* Required action:
Each line below needs to be duplicated without alteration.

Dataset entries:
//! C interface
//!
//! Exposes one process-wide capture session to C callers and to language
//! bindings loading the shared library. Functions return 0 on success and a
//! negative value on failure.

use crate::capture::{CaptureError, CaptureSession, X11Backend};
use crate::windows::{list_windows, WindowInfo};
use log::warn;
use parking_lot::Mutex;
use std::ffi::{c_char, c_int, c_ulong, c_void};
use std::ptr;

/// Title buffer length, including the terminating NUL
pub const TITLE_LEN: usize = 256;

const OK: c_int = 0;

/// Status for a handle that is not a valid X11 window id
const INVALID_WINDOW: c_int = -9;

static SESSION: Mutex<CaptureSession<X11Backend>> = parking_lot::const_mutex(CaptureSession::new());

/// Window handle and NUL-terminated title
#[repr(C)]
pub struct XcompWindowInfo {
    pub window: c_ulong,
    pub title: [c_char; TITLE_LEN],
}

impl From<&WindowInfo> for XcompWindowInfo {
    fn from(info: &WindowInfo) -> Self {
        let mut title = [0 as c_char; TITLE_LEN];
        // Truncate on a char boundary to keep the title valid UTF-8
        let mut end = info.title.len().min(TITLE_LEN - 1);
        while !info.title.is_char_boundary(end) {
            end -= 1;
        }
        for (dst, src) in title.iter_mut().zip(&info.title.as_bytes()[..end]) {
            *dst = *src as c_char;
        }
        Self {
            window: info.window as c_ulong,
            title,
        }
    }
}

/// Status code for a failure
fn status(err: &CaptureError) -> c_int {
    match err {
        CaptureError::Connect(_) => -1,
        CaptureError::MissingExtension(_) => -2,
        CaptureError::Allocation(_) => -3,
        CaptureError::StaleTarget(_) => -4,
        CaptureError::GeometryMismatch { .. } => -5,
        CaptureError::NotOpen => -6,
        CaptureError::AlreadyOpen => -7,
        CaptureError::Connection(_) => -8,
    }
}

/// Open the process-wide capture of `window` on `$DISPLAY`
#[no_mangle]
pub extern "C" fn xcomp_open(window: c_ulong) -> c_int {
    // X11 resource ids are 32 bits; wider values never name a window
    let Ok(window) = u32::try_from(window) else {
        warn!("Window handle 0x{:x} is not an X11 window id", window);
        return INVALID_WINDOW;
    };
    let mut session = SESSION.lock();
    match session.open(None, window) {
        Ok(()) => OK,
        Err(e) => {
            warn!("Opening capture of window 0x{:x} failed: {}", window, e);
            status(&e)
        }
    }
}

/// Copy the window's current contents into the shared buffer
#[no_mangle]
pub extern "C" fn xcomp_refresh() -> c_int {
    match SESSION.lock().refresh() {
        Ok(()) => OK,
        Err(e) => status(&e),
    }
}

/// Shared buffer address, or NULL before the first successful refresh
///
/// Writes the buffer length (`stride * height`) to `len` when it is not NULL.
/// The address stays valid until `xcomp_close`.
///
/// # Safety
///
/// `len` must be NULL or point to writable memory for a `usize`.
#[no_mangle]
pub unsafe extern "C" fn xcomp_buffer(len: *mut usize) -> *const c_void {
    let session = SESSION.lock();
    let (ptr, size) = match session.buffer() {
        Some(frame) => (frame.as_ptr() as *const c_void, frame.len()),
        None => (ptr::null(), 0),
    };
    if !len.is_null() {
        *len = size;
    }
    ptr
}

/// Width and height captured at open; zero when closed
///
/// # Safety
///
/// `width` and `height` must each be NULL or point to a writable `c_int`.
#[no_mangle]
pub unsafe extern "C" fn xcomp_dimensions(width: *mut c_int, height: *mut c_int) {
    let (w, h) = SESSION.lock().dimensions().unwrap_or((0, 0));
    if !width.is_null() {
        *width = w as c_int;
    }
    if !height.is_null() {
        *height = h as c_int;
    }
}

/// Bytes per buffer row; zero when closed
#[no_mangle]
pub extern "C" fn xcomp_stride() -> c_int {
    SESSION.lock().stride().unwrap_or(0) as c_int
}

/// Close the capture. Safe to call when nothing is open.
#[no_mangle]
pub extern "C" fn xcomp_close() {
    SESSION.lock().close();
}

/// List viewable top-level windows
///
/// On success stores a newly allocated array in `windows` and its length in
/// `count`; release it with `xcomp_free_windows`.
///
/// # Safety
///
/// `windows` and `count` must point to writable memory.
#[no_mangle]
pub unsafe extern "C" fn xcomp_list_windows(
    windows: *mut *mut XcompWindowInfo,
    count: *mut c_int,
) -> c_int {
    if windows.is_null() || count.is_null() {
        return -1;
    }

    let listed = match X11Backend::connect(None).and_then(|backend| list_windows(&backend)) {
        Ok(listed) => listed,
        Err(e) => {
            warn!("Listing windows failed: {}", e);
            return status(&e);
        }
    };

    let records: Box<[XcompWindowInfo]> = listed.iter().map(XcompWindowInfo::from).collect();
    *count = records.len() as c_int;
    *windows = Box::into_raw(records) as *mut XcompWindowInfo;
    OK
}

/// Free an array returned by `xcomp_list_windows`
///
/// # Safety
///
/// `windows` and `count` must come from one successful `xcomp_list_windows`
/// call, and the array must not be freed twice.
#[no_mangle]
pub unsafe extern "C" fn xcomp_free_windows(windows: *mut XcompWindowInfo, count: c_int) {
    if windows.is_null() || count < 0 {
        return;
    }
    let slice = ptr::slice_from_raw_parts_mut(windows, count as usize);
    drop(Box::from_raw(slice));
}
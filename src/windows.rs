//! Window enumeration
//!
//! Lists mapped top-level client windows with their titles. Handles are
//! resolved to their content windows the same way a capture session does.

use crate::capture::{resolve_content_window, Result, WindowDirectory, WindowId};
use log::trace;
use serde::Serialize;

/// A capturable window
#[derive(Debug, Clone, PartialEq, Eq, Serialize)]
pub struct WindowInfo {
    /// Content window handle
    pub window: WindowId,

    /// Window title
    pub title: String,
}

/// List viewable, titled client windows in stacking order
///
/// Windows that disappear while being inspected are skipped.
pub fn list_windows<D: WindowDirectory + ?Sized>(directory: &D) -> Result<Vec<WindowInfo>> {
    let clients = directory.client_windows()?;
    let mut windows = Vec::with_capacity(clients.len());

    for client in clients {
        let window = resolve_content_window(directory, client);

        let title = match directory.window_title(window) {
            Ok(Some(title)) => title,
            Ok(None) => continue,
            Err(e) => {
                trace!("Skipping window 0x{:x}: {}", window, e);
                continue;
            }
        };

        match directory.is_viewable(window) {
            Ok(true) => windows.push(WindowInfo { window, title }),
            Ok(false) => {}
            Err(e) => trace!("Skipping window 0x{:x}: {}", window, e),
        }
    }

    Ok(windows)
}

* Result of the exercise:
//! C interface
//!
//! Exposes one process-wide capture session to C callers and to language
//! bindings loading the shared library. Functions return 0 on success and a
//! negative value on failure.

use crate::capture::{CaptureError, CaptureSession, X11Backend};
use crate::windows::{list_windows, WindowInfo};
use log::warn;
use parking_lot::Mutex;
use std::ffi::{c_char, c_int, c_ulong, c_void};
use std::ptr;

/// Title buffer length, including the terminating NUL
pub const TITLE_LEN: usize = 256;

const OK: c_int = 0;

/// Status for a handle that is not a valid X11 window id
const INVALID_WINDOW: c_int = -9;

static SESSION: Mutex<CaptureSession<X11Backend>> = parking_lot::const_mutex(CaptureSession::new());

/// Window handle and NUL-terminated title
#[repr(C)]
pub struct XcompWindowInfo {
    pub window: c_ulong,
    pub title: [c_char; TITLE_LEN],
}

impl From<&WindowInfo> for XcompWindowInfo {
    fn from(info: &WindowInfo) -> Self {
        let mut title = [0 as c_char; TITLE_LEN];
        // Truncate on a char boundary to keep the title valid UTF-8
        let mut end = info.title.len().min(TITLE_LEN - 1);
        while !info.title.is_char_boundary(end) {
            end -= 1;
        }
        for (dst, src) in title.iter_mut().zip(&info.title.as_bytes()[..end]) {
            *dst = *src as c_char;
        }
        Self {
            window: info.window as c_ulong,
            title,
        }
    }
}

/// Status code for a failure
fn status(err: &CaptureError) -> c_int {
    match err {
        CaptureError::Connect(_) => -1,
        CaptureError::MissingExtension(_) => -2,
        CaptureError::Allocation(_) => -3,
        CaptureError::StaleTarget(_) => -4,
        CaptureError::GeometryMismatch { .. } => -5,
        CaptureError::NotOpen => -6,
        CaptureError::AlreadyOpen => -7,
        CaptureError::Connection(_) => -8,
    }
}

/// Open the process-wide capture of `window` on `$DISPLAY`
#[no_mangle]
pub extern "C" fn xcomp_open(window: c_ulong) -> c_int {
    // X11 resource ids are 32 bits; wider values never name a window
    let Ok(window) = u32::try_from(window) else {
        warn!("Window handle 0x{:x} is not an X11 window id", window);
        return INVALID_WINDOW;
    };
    let mut session = SESSION.lock();
    match session.open(None, window) {
        Ok(()) => OK,
        Err(e) => {
            warn!("Opening capture of window 0x{:x} failed: {}", window, e);
            status(&e)
        }
    }
}

/// Copy the window's current contents into the shared buffer
#[no_mangle]
pub extern "C" fn xcomp_refresh() -> c_int {
    match SESSION.lock().refresh() {
        Ok(()) => OK,
        Err(e) => status(&e),
    }
}

/// Shared buffer address, or NULL before the first successful refresh
///
/// Writes the buffer length (`stride * height`) to `len` when it is not NULL.
/// The address stays valid until `xcomp_close`.
///
/// # Safety
///
/// `len` must be NULL or point to writable memory for a `usize`.
#[no_mangle]
pub unsafe extern "C" fn xcomp_buffer(len: *mut usize) -> *const c_void {
    let session = SESSION.lock();
    let (ptr, size) = match session.buffer() {
        Some(frame) => (frame.as_ptr() as *const c_void, frame.len()),
        None => (ptr::null(), 0),
    };
    if !len.is_null() {
        *len = size;
    }
    ptr
}

/// Width and height captured at open; zero when closed
///
/// # Safety
///
/// `width` and `height` must each be NULL or point to a writable `c_int`.
#[no_mangle]
pub unsafe extern "C" fn xcomp_dimensions(width: *mut c_int, height: *mut c_int) {
    let (w, h) = SESSION.lock().dimensions().unwrap_or((0, 0));
    if !width.is_null() {
        *width = w as c_int;
    }
    if !height.is_null() {
        *height = h as c_int;
    }
}

/// Bytes per buffer row; zero when closed
#[no_mangle]
pub extern "C" fn xcomp_stride() -> c_int {
    SESSION.lock().stride().unwrap_or(0) as c_int
}

/// Close the capture. Safe to call when nothing is open.
#[no_mangle]
pub extern "C" fn xcomp_close() {
    SESSION.lock().close();
}

/// List viewable top-level windows
///
/// On success stores a newly allocated array in `windows` and its length in
/// `count`; release it with `xcomp_free_windows`.
///
/// # Safety
///
/// `windows` and `count` must point to writable memory.
#[no_mangle]
pub unsafe extern "C" fn xcomp_list_windows(
    windows: *mut *mut XcompWindowInfo,
    count: *mut c_int,
) -> c_int {
    if windows.is_null() || count.is_null() {
        return -1;
    }

    let listed = match X11Backend::connect(None).and_then(|backend| list_windows(&backend)) {
        Ok(listed) => listed,
        Err(e) => {
            warn!("Listing windows failed: {}", e);
            return status(&e);
        }
    };

    let records: Box<[XcompWindowInfo]> = listed.iter().map(XcompWindowInfo::from).collect();
    *count = records.len() as c_int;
    *windows = Box::into_raw(records) as *mut XcompWindowInfo;
    OK
}

/// Free an array returned by `xcomp_list_windows`
///
/// # Safety
///
/// `windows` and `count` must come from one successful `xcomp_list_windows`
/// call, and the array must not be freed twice.
#[no_mangle]
pub unsafe extern "C" fn xcomp_free_windows(windows: *mut XcompWindowInfo, count: c_int) {
    if windows.is_null() || count < 0 {
        return;
    }
    let slice = ptr::slice_from_raw_parts_mut(windows, count as usize);
    drop(Box::from_raw(slice));
}
filename src/windows.rs
//! Window enumeration
//!
//! Lists mapped top-level client windows with their titles. Handles are
//! resolved to their content windows the same way a capture session does.

use crate::capture::{resolve_content_window, Result, WindowDirectory, WindowId};
use log::trace;
use serde::Serialize;

/// A capturable window
#[derive(Debug, Clone, PartialEq, Eq, Serialize)]
pub struct WindowInfo {
    /// Content window handle
    pub window: WindowId,

    /// Window title
    pub title: String,
}

/// List viewable, titled client windows in stacking order
///
/// Windows that disappear while being inspected are skipped.
pub fn list_windows<D: WindowDirectory + ?Sized>(directory: &D) -> Result<Vec<WindowInfo>> {
    let clients = directory.client_windows()?;
    let mut windows = Vec::with_capacity(clients.len());

    for client in clients {
        let window = resolve_content_window(directory, client);

        let title = match directory.window_title(window) {
            Ok(Some(title)) => title,
            Ok(None) => continue,
            Err(e) => {
                trace!("Skipping window 0x{:x}: {}", window, e);
                continue;
            }
        };

        match directory.is_viewable(window) {
            Ok(true) => windows.push(WindowInfo { window, title }),
            Ok(false) => {}
            Err(e) => trace!("Skipping window 0x{:x}: {}", window, e),
        }
    }

    Ok(windows)
}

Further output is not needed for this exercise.